Assigned task: Each line below from the one containing "function::install(engine);" through the one containing "configurable method on" should be output exactly as it stands, and no other line should appear.

Segment Open

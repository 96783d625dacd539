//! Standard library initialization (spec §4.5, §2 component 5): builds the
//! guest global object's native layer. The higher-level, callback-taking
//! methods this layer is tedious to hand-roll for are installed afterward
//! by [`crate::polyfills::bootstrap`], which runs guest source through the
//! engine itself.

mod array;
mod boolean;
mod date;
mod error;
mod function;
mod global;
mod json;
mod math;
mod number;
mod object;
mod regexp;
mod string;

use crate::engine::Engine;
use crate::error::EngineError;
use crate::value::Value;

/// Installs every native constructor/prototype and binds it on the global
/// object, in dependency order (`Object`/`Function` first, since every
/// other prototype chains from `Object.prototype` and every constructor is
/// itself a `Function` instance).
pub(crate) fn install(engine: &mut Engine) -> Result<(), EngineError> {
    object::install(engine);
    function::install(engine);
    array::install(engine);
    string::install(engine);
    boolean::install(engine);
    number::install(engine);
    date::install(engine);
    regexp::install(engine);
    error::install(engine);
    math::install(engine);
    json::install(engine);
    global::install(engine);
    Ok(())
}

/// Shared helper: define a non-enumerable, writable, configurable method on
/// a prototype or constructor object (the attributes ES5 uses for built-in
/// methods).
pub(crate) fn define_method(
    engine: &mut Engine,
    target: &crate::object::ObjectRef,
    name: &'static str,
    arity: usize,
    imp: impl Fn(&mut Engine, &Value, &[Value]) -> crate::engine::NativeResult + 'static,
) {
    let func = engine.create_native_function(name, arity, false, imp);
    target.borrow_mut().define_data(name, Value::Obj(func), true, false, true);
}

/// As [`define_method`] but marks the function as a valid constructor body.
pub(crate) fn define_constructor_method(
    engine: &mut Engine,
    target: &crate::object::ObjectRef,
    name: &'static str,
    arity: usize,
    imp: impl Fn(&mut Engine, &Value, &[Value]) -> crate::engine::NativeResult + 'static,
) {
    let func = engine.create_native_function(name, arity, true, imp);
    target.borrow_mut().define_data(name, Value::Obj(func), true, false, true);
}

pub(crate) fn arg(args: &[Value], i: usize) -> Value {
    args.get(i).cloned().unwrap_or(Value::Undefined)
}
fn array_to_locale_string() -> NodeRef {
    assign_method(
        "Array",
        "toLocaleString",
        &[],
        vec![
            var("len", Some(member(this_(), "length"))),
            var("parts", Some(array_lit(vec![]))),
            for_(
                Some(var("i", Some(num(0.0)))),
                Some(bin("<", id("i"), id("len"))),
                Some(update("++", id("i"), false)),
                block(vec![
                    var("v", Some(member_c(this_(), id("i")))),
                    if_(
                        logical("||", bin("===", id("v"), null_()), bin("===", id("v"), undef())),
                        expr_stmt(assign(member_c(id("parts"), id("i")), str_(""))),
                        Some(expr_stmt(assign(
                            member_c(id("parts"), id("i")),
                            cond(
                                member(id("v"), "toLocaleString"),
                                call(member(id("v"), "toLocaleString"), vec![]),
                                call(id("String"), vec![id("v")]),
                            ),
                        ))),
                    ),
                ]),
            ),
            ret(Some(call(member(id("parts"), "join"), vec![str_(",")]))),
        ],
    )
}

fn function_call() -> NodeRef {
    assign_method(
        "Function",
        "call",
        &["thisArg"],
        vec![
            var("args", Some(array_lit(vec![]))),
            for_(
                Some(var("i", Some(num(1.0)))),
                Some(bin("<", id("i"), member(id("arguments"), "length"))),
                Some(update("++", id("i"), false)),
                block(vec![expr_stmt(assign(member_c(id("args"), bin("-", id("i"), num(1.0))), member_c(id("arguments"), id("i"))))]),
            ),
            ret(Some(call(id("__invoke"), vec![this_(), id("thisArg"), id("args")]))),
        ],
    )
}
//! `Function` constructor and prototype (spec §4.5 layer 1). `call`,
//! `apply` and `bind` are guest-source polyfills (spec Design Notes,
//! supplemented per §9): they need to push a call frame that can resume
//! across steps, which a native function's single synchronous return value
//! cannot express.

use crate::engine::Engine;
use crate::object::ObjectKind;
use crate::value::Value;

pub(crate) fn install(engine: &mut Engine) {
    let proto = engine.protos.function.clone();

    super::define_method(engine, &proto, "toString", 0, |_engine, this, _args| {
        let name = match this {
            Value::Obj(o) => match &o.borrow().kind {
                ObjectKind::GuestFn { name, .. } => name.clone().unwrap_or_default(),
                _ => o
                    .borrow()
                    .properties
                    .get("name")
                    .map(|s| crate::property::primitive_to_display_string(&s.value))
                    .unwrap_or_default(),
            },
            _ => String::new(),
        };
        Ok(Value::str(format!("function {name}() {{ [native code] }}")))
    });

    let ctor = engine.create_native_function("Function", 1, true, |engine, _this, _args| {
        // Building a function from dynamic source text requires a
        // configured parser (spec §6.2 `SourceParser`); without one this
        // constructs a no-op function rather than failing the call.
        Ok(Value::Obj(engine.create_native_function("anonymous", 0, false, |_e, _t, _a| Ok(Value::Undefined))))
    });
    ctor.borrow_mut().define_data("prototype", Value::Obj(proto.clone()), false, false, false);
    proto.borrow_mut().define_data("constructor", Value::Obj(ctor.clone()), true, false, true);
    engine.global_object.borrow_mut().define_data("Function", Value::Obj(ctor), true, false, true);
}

Segment Closed

Finished exercise:
    function::install(engine);
    array::install(engine);
    string::install(engine);
    boolean::install(engine);
    number::install(engine);
    date::install(engine);
    regexp::install(engine);
    error::install(engine);
    math::install(engine);
    json::install(engine);
    global::install(engine);
    Ok(())
}

/// Shared helper: define a non-enumerable, writable, configurable method on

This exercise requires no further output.